Data excerpts:
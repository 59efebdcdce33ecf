//! Splicing an upstream sequence into a shared pipeline.
//!
//! The splice operator feeds every upstream element into a processor's sink
//! and yields the matching responses downstream, in upstream order, with a
//! bounded number of outstanding awaits. Dropping the spliced stream stops
//! listening but does not reach into the shared pipeline: elements already
//! offered complete normally.

use std::collections::VecDeque;
use std::fmt;
use std::pin::Pin;
use std::task::{Context, Poll};
use std::time::Duration;

use tokio::sync::mpsc;
use tokio_stream::wrappers::ReceiverStream;
use tokio_stream::{Stream, StreamExt};

use crate::envelope::Envelope;
use crate::error::{Error, Result};
use crate::processor::{IntoableSink, OfferResult};
use crate::respondee::RespondeeFactory;
use crate::slot::ResponseFuture;

/// Extension trait attaching upstream sequences to shared pipelines.
pub trait SpliceExt: Stream {
    /// Route this stream's elements into the pipeline behind `sink` and yield
    /// the responses in order, with at most `parallelism` outstanding awaits.
    ///
    /// Each yielded item is the per-element outcome; failed elements
    /// (`Unavailable`, `Timeout`, ...) do not end the stream.
    fn splice_into<S>(self, sink: IntoableSink<Self::Item, S>, parallelism: usize) -> Spliced<S>
    where
        Self: Sized + Send + 'static,
        Self::Item: fmt::Debug + Send + 'static,
        S: Send + 'static,
    {
        spawn_driver(self, parallelism, move |element| {
            Outstanding::Waiting(sink.submit(element))
        })
    }

    /// Like [`splice_into`](SpliceExt::splice_into), but responses are
    /// delivered through respondees created by `factory`, so a pipeline on
    /// another node can resolve them. The response deadline is enforced by
    /// each respondee, not locally.
    fn splice_into_remote<S>(
        self,
        sink: IntoableSink<Self::Item, S>,
        factory: RespondeeFactory<S>,
        response_timeout: Duration,
        parallelism: usize,
    ) -> Spliced<S>
    where
        Self: Sized + Send + 'static,
        Self::Item: fmt::Debug + Send + 'static,
        S: Send + 'static,
    {
        spawn_driver(self, parallelism, move |element| {
            let tag = format!("{:?}", element);
            let (respondee, future) = factory.create(response_timeout, tag);
            match sink.offer(Envelope::remote(element, respondee)) {
                OfferResult::Enqueued => Outstanding::Waiting(future),
                OfferResult::Dropped(envelope) => {
                    envelope.responder.fail(Error::Shutdown);
                    Outstanding::Ready(Err(Error::unavailable(sink.name())))
                }
                OfferResult::Closed(envelope) => {
                    envelope.responder.fail(Error::Shutdown);
                    Outstanding::Ready(Err(Error::Shutdown))
                }
                OfferResult::Failure(envelope) => {
                    envelope.responder.fail(Error::Shutdown);
                    Outstanding::Ready(Err(Error::unexpected_offer(
                        "input queue dropped without shutdown",
                    )))
                }
            }
        })
    }
}

impl<T> SpliceExt for T where T: Stream {}

/// A response either already known (the offer failed locally) or pending.
enum Outstanding<S> {
    Ready(Result<S>),
    Waiting(ResponseFuture<S>),
}

impl<S> Outstanding<S> {
    async fn resolve(self) -> Result<S> {
        match self {
            Outstanding::Ready(result) => result,
            Outstanding::Waiting(future) => future.await,
        }
    }
}

fn spawn_driver<A, S>(
    upstream: impl Stream<Item = A> + Send + 'static,
    parallelism: usize,
    mut attach: impl FnMut(A) -> Outstanding<S> + Send + 'static,
) -> Spliced<S>
where
    A: Send + 'static,
    S: Send + 'static,
{
    let (out_tx, out_rx) = mpsc::channel(parallelism.max(1));
    tokio::spawn(async move {
        if parallelism == 0 {
            let _ = out_tx
                .send(Err(Error::invalid_argument("parallelism must be at least 1")))
                .await;
            return;
        }
        let mut outstanding: VecDeque<Outstanding<S>> = VecDeque::with_capacity(parallelism);
        tokio::pin!(upstream);
        while let Some(element) = upstream.next().await {
            if outstanding.len() == parallelism {
                if let Some(next) = outstanding.pop_front() {
                    if out_tx.send(next.resolve().await).await.is_err() {
                        // Downstream stopped listening; in-flight elements
                        // stay with the pipeline.
                        return;
                    }
                }
            }
            outstanding.push_back(attach(element));
        }
        for next in outstanding {
            if out_tx.send(next.resolve().await).await.is_err() {
                return;
            }
        }
    });
    Spliced {
        inner: ReceiverStream::new(out_rx),
    }
}

/// The downstream of a splice: one `Result` per upstream element, in order.
pub struct Spliced<S> {
    inner: ReceiverStream<Result<S>>,
}

impl<S> Stream for Spliced<S> {
    type Item = Result<S>;

    fn poll_next(mut self: Pin<&mut Self>, cx: &mut Context<'_>) -> Poll<Option<Self::Item>> {
        Pin::new(&mut self.inner).poll_next(cx)
    }
}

(Brief) Show the lines in the entries above that include the string "inner".

(Solution to this problem)
        inner: ReceiverStream::new(out_rx),
    inner: ReceiverStream<Result<S>>,
        Pin::new(&mut self.inner).poll_next(cx)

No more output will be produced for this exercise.